[Dataset records]:
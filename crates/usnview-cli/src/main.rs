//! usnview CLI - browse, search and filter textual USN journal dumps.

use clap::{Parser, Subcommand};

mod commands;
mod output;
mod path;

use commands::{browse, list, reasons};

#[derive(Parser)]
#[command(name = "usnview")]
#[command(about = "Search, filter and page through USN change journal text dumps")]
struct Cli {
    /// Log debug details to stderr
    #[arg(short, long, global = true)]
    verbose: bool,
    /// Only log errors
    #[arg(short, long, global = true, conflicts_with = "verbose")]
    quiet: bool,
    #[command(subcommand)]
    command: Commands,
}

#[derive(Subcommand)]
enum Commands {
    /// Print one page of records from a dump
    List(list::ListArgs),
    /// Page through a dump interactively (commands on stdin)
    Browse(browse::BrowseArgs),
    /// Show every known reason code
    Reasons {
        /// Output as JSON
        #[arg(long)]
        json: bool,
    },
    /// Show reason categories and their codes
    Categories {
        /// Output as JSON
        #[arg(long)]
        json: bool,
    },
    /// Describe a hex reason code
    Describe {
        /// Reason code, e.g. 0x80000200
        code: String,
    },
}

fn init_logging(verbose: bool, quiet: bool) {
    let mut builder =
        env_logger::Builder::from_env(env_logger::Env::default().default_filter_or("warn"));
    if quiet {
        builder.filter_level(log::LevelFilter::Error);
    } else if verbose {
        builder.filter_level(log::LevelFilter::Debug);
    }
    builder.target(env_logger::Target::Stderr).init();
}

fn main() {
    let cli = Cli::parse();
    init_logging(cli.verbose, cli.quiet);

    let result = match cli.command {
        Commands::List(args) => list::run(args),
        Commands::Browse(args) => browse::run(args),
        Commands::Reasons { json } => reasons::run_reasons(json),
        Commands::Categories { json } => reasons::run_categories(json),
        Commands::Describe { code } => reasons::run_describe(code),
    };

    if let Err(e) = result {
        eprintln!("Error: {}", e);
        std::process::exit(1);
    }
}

[Your goal]:
Each line from the start of the listing above through the line containing "let cli = Cli::parse();" should be copied exactly, please, with no other lines added.

[Completed exercise]:
filename crates/usnview-cli/src/main.rs
//! usnview CLI - browse, search and filter textual USN journal dumps.

use clap::{Parser, Subcommand};

mod commands;
mod output;
mod path;

use commands::{browse, list, reasons};

#[derive(Parser)]
#[command(name = "usnview")]
#[command(about = "Search, filter and page through USN change journal text dumps")]
struct Cli {
    /// Log debug details to stderr
    #[arg(short, long, global = true)]
    verbose: bool,
    /// Only log errors
    #[arg(short, long, global = true, conflicts_with = "verbose")]
    quiet: bool,
    #[command(subcommand)]
    command: Commands,
}

#[derive(Subcommand)]
enum Commands {
    /// Print one page of records from a dump
    List(list::ListArgs),
    /// Page through a dump interactively (commands on stdin)
    Browse(browse::BrowseArgs),
    /// Show every known reason code
    Reasons {
        /// Output as JSON
        #[arg(long)]
        json: bool,
    },
    /// Show reason categories and their codes
    Categories {
        /// Output as JSON
        #[arg(long)]
        json: bool,
    },
    /// Describe a hex reason code
    Describe {
        /// Reason code, e.g. 0x80000200
        code: String,
    },
}

fn init_logging(verbose: bool, quiet: bool) {
    let mut builder =
        env_logger::Builder::from_env(env_logger::Env::default().default_filter_or("warn"));
    if quiet {
        builder.filter_level(log::LevelFilter::Error);
    } else if verbose {
        builder.filter_level(log::LevelFilter::Debug);
    }
    builder.target(env_logger::Target::Stderr).init();
}

fn main() {
    let cli = Cli::parse();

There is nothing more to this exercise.